- EXERCISE DIRECTIONS -
Which lines in the records below contain the word "WalletResponse"? Copy each of them.

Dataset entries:
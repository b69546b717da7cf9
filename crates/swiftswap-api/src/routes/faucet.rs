//! Test-token faucet route

use axum::{extract::State, routing::post, Json, Router};
use swap::faucet_intent;

use super::{dex_error, require_account, state_error, ApiResult};
use crate::dto::{FaucetRequest, TxSubmittedResponse};
use crate::state::parse_address;
use crate::AppState;

pub fn router() -> Router<AppState> {
    Router::new().route("/faucet", post(mint))
}

/// POST /faucet - Mint test tokens, to the connected account unless `to` is set
async fn mint(
    State(state): State<AppState>,
    Json(request): Json<FaucetRequest>,
) -> ApiResult<TxSubmittedResponse> {
    let token = state
        .registry()
        .require_token(&request.token)
        .map_err(dex_error)?
        .clone();
    let owner = require_account(&state, request.from.as_deref()).await?;
    let to = match request.to.as_deref() {
        Some(to) => parse_address(to).map_err(state_error)?,
        None => owner,
    };
    let amount = request.amount.as_deref().map(super::amount).transpose()?;

    let intent = faucet_intent(&token, to, amount).map_err(dex_error)?;
    tracing::debug!("Faucet mint of {} to {}", token.symbol, to);
    let handle = state.pipeline().executor.submit(intent, owner).await;
    Ok(Json((&handle).into()))
}
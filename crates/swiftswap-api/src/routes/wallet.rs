//! Wallet connection endpoints

use axum::{
    extract::State,
    routing::{get, post},
    Json, Router,
};

use super::{state_error, ApiResult};
use crate::dto::{WalletRequest, WalletResponse};
use crate::AppState;

/// Create wallet routes
pub fn router() -> Router<AppState> {
    Router::new()
        .route("/", get(get_wallet))
        .route("/connect", post(connect))
        .route("/disconnect", post(disconnect))
}

/// GET /wallet - Current account
async fn get_wallet(State(state): State<AppState>) -> Json<WalletResponse> {
    let wallet = state.wallet().await;
    Json(WalletResponse {
        connected: wallet.is_some(),
        address: wallet.map(|w| w.address),
    })
}

/// POST /wallet/connect - Use an account for approvals and swaps
async fn connect(
    State(state): State<AppState>,
    Json(request): Json<WalletRequest>,
) -> ApiResult<WalletResponse> {
    let address = state
        .set_wallet(&request.address)
        .await
        .map_err(state_error)?;
    Ok(Json(WalletResponse {
        connected: true,
        address: Some(address),
    }))
}

/// POST /wallet/disconnect
async fn disconnect(State(state): State<AppState>) -> Json<WalletResponse> {
    state.disconnect_wallet().await;
    Json(WalletResponse {
        connected: false,
        address: None,
    })
}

- RESULT OF THE TASK -
use crate::dto::{WalletRequest, WalletResponse};
async fn get_wallet(State(state): State<AppState>) -> Json<WalletResponse> {
    Json(WalletResponse {
) -> ApiResult<WalletResponse> {
    Ok(Json(WalletResponse {
async fn disconnect(State(state): State<AppState>) -> Json<WalletResponse> {
    Json(WalletResponse {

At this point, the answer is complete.